Na tradição judaica mais primitiva, era, pois, um dos anjos de Javé ou, então, significava "obstáculo" ou "adversário" (na tradição hermética equivale a Saturno, o criador de dificuldades). Só mais tarde, sob influência das soluções do tipo dualista para os problemas da existência, como vemos nas crenças dominantes na Pérsia, em que há uma dualidade entre o princípio do Bem, Deus, e do Mal, satan passou a significar o mau, o acusador, o tentador.
O livro de Zacarias, que é um texto tardio do A.T., escrito em finais do séc.

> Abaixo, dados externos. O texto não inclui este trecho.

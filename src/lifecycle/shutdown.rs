//! Shutdown coordination and the running-application handle.

use std::future::Future;
use std::net::SocketAddr;
use std::sync::Arc;

use tokio::sync::broadcast;
use tokio::task::JoinHandle;

use crate::context::{ApplicationContext, ContextClosed};
use crate::lifecycle::signals::shutdown_signal;
use crate::lifecycle::startup::StartupError;
use crate::routing::RouteTable;

/// Coordinator for graceful shutdown.
///
/// Provides a broadcast channel that all long-running tasks can subscribe to.
#[derive(Debug, Clone)]
pub struct Shutdown {
    tx: broadcast::Sender<()>,
}

impl Shutdown {
    pub fn new() -> Self {
        let (tx, _) = broadcast::channel(1);
        Self { tx }
    }

    pub fn subscribe(&self) -> broadcast::Receiver<()> {
        self.tx.subscribe()
    }

    /// Resolves once [`trigger`](Self::trigger) is called after this point.
    pub fn signalled(&self) -> impl Future<Output = ()> + Send + 'static {
        let mut rx = self.subscribe();
        async move {
            let _ = rx.recv().await;
        }
    }

    pub fn trigger(&self) {
        let _ = self.tx.send(());
    }

    /// Number of tasks still waiting for the signal.
    pub fn receiver_count(&self) -> usize {
        self.tx.receiver_count()
    }
}

impl Default for Shutdown {
    fn default() -> Self {
        Self::new()
    }
}

/// A realized application, serving or not depending on its type.
#[derive(Debug)]
pub struct RunningApplication {
    context: Arc<ApplicationContext>,
    routes: RouteTable,
    local_addr: Option<SocketAddr>,
    shutdown: Shutdown,
    server: Option<JoinHandle<Result<(), std::io::Error>>>,
}

impl RunningApplication {
    pub(crate) fn new(
        context: Arc<ApplicationContext>,
        routes: RouteTable,
        local_addr: Option<SocketAddr>,
        shutdown: Shutdown,
        server: Option<JoinHandle<Result<(), std::io::Error>>>,
    ) -> Self {
        Self {
            context,
            routes,
            local_addr,
            shutdown,
            server,
        }
    }

    pub fn context(&self) -> &Arc<ApplicationContext> {
        &self.context
    }

    pub fn routes(&self) -> &RouteTable {
        &self.routes
    }

    /// Bound address; `None` when no listener was started.
    pub fn local_addr(&self) -> Option<SocketAddr> {
        self.local_addr
    }

    /// Stop accepting, drain in-flight requests, then publish [`ContextClosed`].
    pub async fn stop(self) -> Result<(), StartupError> {
        self.shutdown.trigger();
        if let Some(server) = self.server {
            match server.await {
                Ok(result) => result.map_err(StartupError::Server)?,
                Err(e) => tracing::error!(error = %e, "Server task failed"),
            }
        }
        self.context.publish(&ContextClosed)?;
        tracing::info!("Application stopped");
        Ok(())
    }

    /// Run until SIGINT/SIGTERM, then [`stop`](Self::stop).
    pub async fn wait(self) -> Result<(), StartupError> {
        shutdown_signal().await;
        self.stop().await
    }
}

IV a.C., já reflecte essa dualidade. Satan opõe-se agora ao "anjo de
Javé". 6
A Época Helenística
Com o tempo, esta e muitas outras palavras mudaram de significado, como reflexo das mudanças de mentalidade pública. Os gregos traduziram-na por diabolos. 7 Desde o séc. VI a.C., significa "aquele que atira alguma coisa (ballo) contra alguém (diá)". Os judeus que traduziram o A.T. para o grego, em Alexandria, por volta do séc. III a.C., usaram esta palavra para significar simplesmente "acusador". 8
Outra palavra usada era daimon, demónio. O sentido mais antigo é exclusivamente grego, não bíblico. Para os habitantes da Grécia era uma divindade inferior, que tanto podia ser boa como má. Só o N.T. é que se lhe refere como um "espírito mau". 9 Nos Actos é mencionado como uma divindade estranha (Act.17, 18). Segundo a etimologia mais provável, deriva de daio, dividir, separar.
Os tradutores que verteram para o grego o A. T. usaram a palavra
daimon 10
para se referirem, também, a diversos génios, seres espirituais
com diversas funções e a quem por vezes se prestava culto, e aos espíritos dos
mortos (Is. 8,19).
O Advento do Cristianismo
Falámos da tradição hebraica, responsável pela gestação do cristianismo. Veremos, agora, que esta nova religião, universal, viveu um longo período em que as tradições se chocavam, para se ajustarem com o corpo de doutrina oficial. Surgiram várias seitas, como a dos gnósticos, e as heresias multiplicaram-se. E neste ambiente de conflito, a teologia cristã, que se tinha encontrado com as ideias tardias judaicas sobre o mal, ficou ainda mais distorcida pela fusão com a cultura helenística. 11 O universo foi dividido em dois reinos, o de Deus e do Diabo. Desta divisão resulta que, tudo o que se afasta de Deus (ainda que aparentemente), é fruto do mal. É o caso de todas as formas de resistência à nova religião e, por conseguinte, também o judaísmo. O cristianismo, assumido como a única religião verdadeira, excluiu e identificou com Demónio todos os outros credos.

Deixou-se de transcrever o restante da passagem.